Schäuble will Online-Durchsuchungen bald durchsetzen

Bundesinnenminister Wolfgang Schäuble (CDU) will das Urteil des Bundesverfassungsgerichts zu Online-Durchsuchungen bei der Novellierung des Bundeskriminalamtsgesetzes berücksichtigen.

Der Online-Durchsuchung komme zur Abwehr von Gefahren des internationalen Terrorismus eine zentrale Rolle zu und werde nur in wenigen, aber sehr gewichtigen Fällen zum Einsatz kommen, sagte Schäuble am Mittwoch in Berlin.

Nach Ansicht der Richter des Ersten Senates beim Bundesverfassungsgericht ist eine Befugnis zur Online-Durchsuchung im nordrhein-westfälischen Verfassungsschutzgesetz nichtig, weil sie gegen das Grundgesetz verstößt. Weil mit dem heimlichen Zugriff auf den Computer aber besonders intensiv in das Grundrecht eingegriffen werde, sei er nur bei drohenden Gefahren für Leib, Leben und Freiheit zulässig sowie bei Bedrohungen, die den Bestand des Staates oder die Grundlagen der menschlichen Existenz berührten.

Der Grünen-Rechtspolitiker Volker Beck sagte, das Gericht habe dem für das NRW-Gesetz zuständigen FDP-Minister Ingo Wolf aber auch Schäuble, eine schallende Ohrfeige erteilt.
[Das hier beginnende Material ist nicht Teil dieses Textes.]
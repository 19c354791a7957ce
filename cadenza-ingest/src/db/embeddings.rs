//! Song embedding storage
//!
//! Vectors are stored as JSON arrays next to their dimension.

use crate::models::SongId;
use cadenza_common::{Error, Result};
use chrono::Utc;
use sqlx::{Row, SqlitePool};

/// Stored embedding joined with the song's display fields
#[derive(Debug, Clone)]
pub struct EmbeddingRow {
    pub song_id: SongId,
    pub title: String,
    pub artist: String,
    pub vector: Vec<f64>,
}

/// Upsert: a later vector for the same song replaces the earlier one
pub async fn save_embedding(pool: &SqlitePool, song_id: SongId, vector: &[f64]) -> Result<()> {
    let encoded = serde_json::to_string(vector)
        .map_err(|e| Error::Internal(format!("Embedding encode failed: {}", e)))?;

    sqlx::query(
        r#"
        INSERT INTO song_embeddings (song_id, dimension, embedding, updated_at)
        VALUES (?, ?, ?, ?)
        ON CONFLICT(song_id) DO UPDATE SET
            dimension = excluded.dimension,
            embedding = excluded.embedding,
            updated_at = excluded.updated_at
        "#,
    )
    .bind(song_id)
    .bind(vector.len() as i64)
    .bind(encoded)
    .bind(Utc::now())
    .execute(pool)
    .await?;

    Ok(())
}

pub async fn load_embedding(pool: &SqlitePool, song_id: SongId) -> Result<Option<Vec<f64>>> {
    let encoded: Option<String> =
        sqlx::query_scalar("SELECT embedding FROM song_embeddings WHERE song_id = ?")
            .bind(song_id)
            .fetch_optional(pool)
            .await?;

    encoded.map(|text| decode(song_id, &text)).transpose()
}

/// Every stored embedding except `exclude`
///
/// Rows that fail to decode are logged and left out.
pub async fn load_embeddings_except(pool: &SqlitePool, exclude: SongId) -> Result<Vec<EmbeddingRow>> {
    let rows = sqlx::query(
        r#"
        SELECT e.song_id, e.embedding, s.title, s.artist
        FROM song_embeddings e
        JOIN songs s ON s.id = e.song_id
        WHERE e.song_id != ?
        ORDER BY e.song_id
        "#,
    )
    .bind(exclude)
    .fetch_all(pool)
    .await?;

    let mut out = Vec::with_capacity(rows.len());
    for row in rows {
        let song_id: SongId = row.try_get("song_id")?;
        let text: String = row.try_get("embedding")?;
        match decode(song_id, &text) {
            Ok(vector) => out.push(EmbeddingRow {
                song_id,
                title: row.try_get("title")?,
                artist: row.try_get("artist")?,
                vector,
            }),
            Err(e) => tracing::warn!(song_id, error = %e, "Skipping undecodable embedding"),
        }
    }

    Ok(out)
}

fn decode(song_id: SongId, text: &str) -> Result<Vec<f64>> {
    serde_json::from_str(text)
        .map_err(|e| Error::Internal(format!("Embedding for song {} is corrupt: {}", song_id, e)))
}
FDP-Parteichef Guido Westerwelle nannte die Karlsruher Entscheidung einen "Meilenstein der Rechtsgeschichte für Freiheit und Bürgerrechte".

Der Deutsche Fachjournalisten-Verband (DFJV) begrüßte ebenfalls die Entscheidung, Online-Durchsuchungen nur unter strengsten Auflagen anordnen zu können.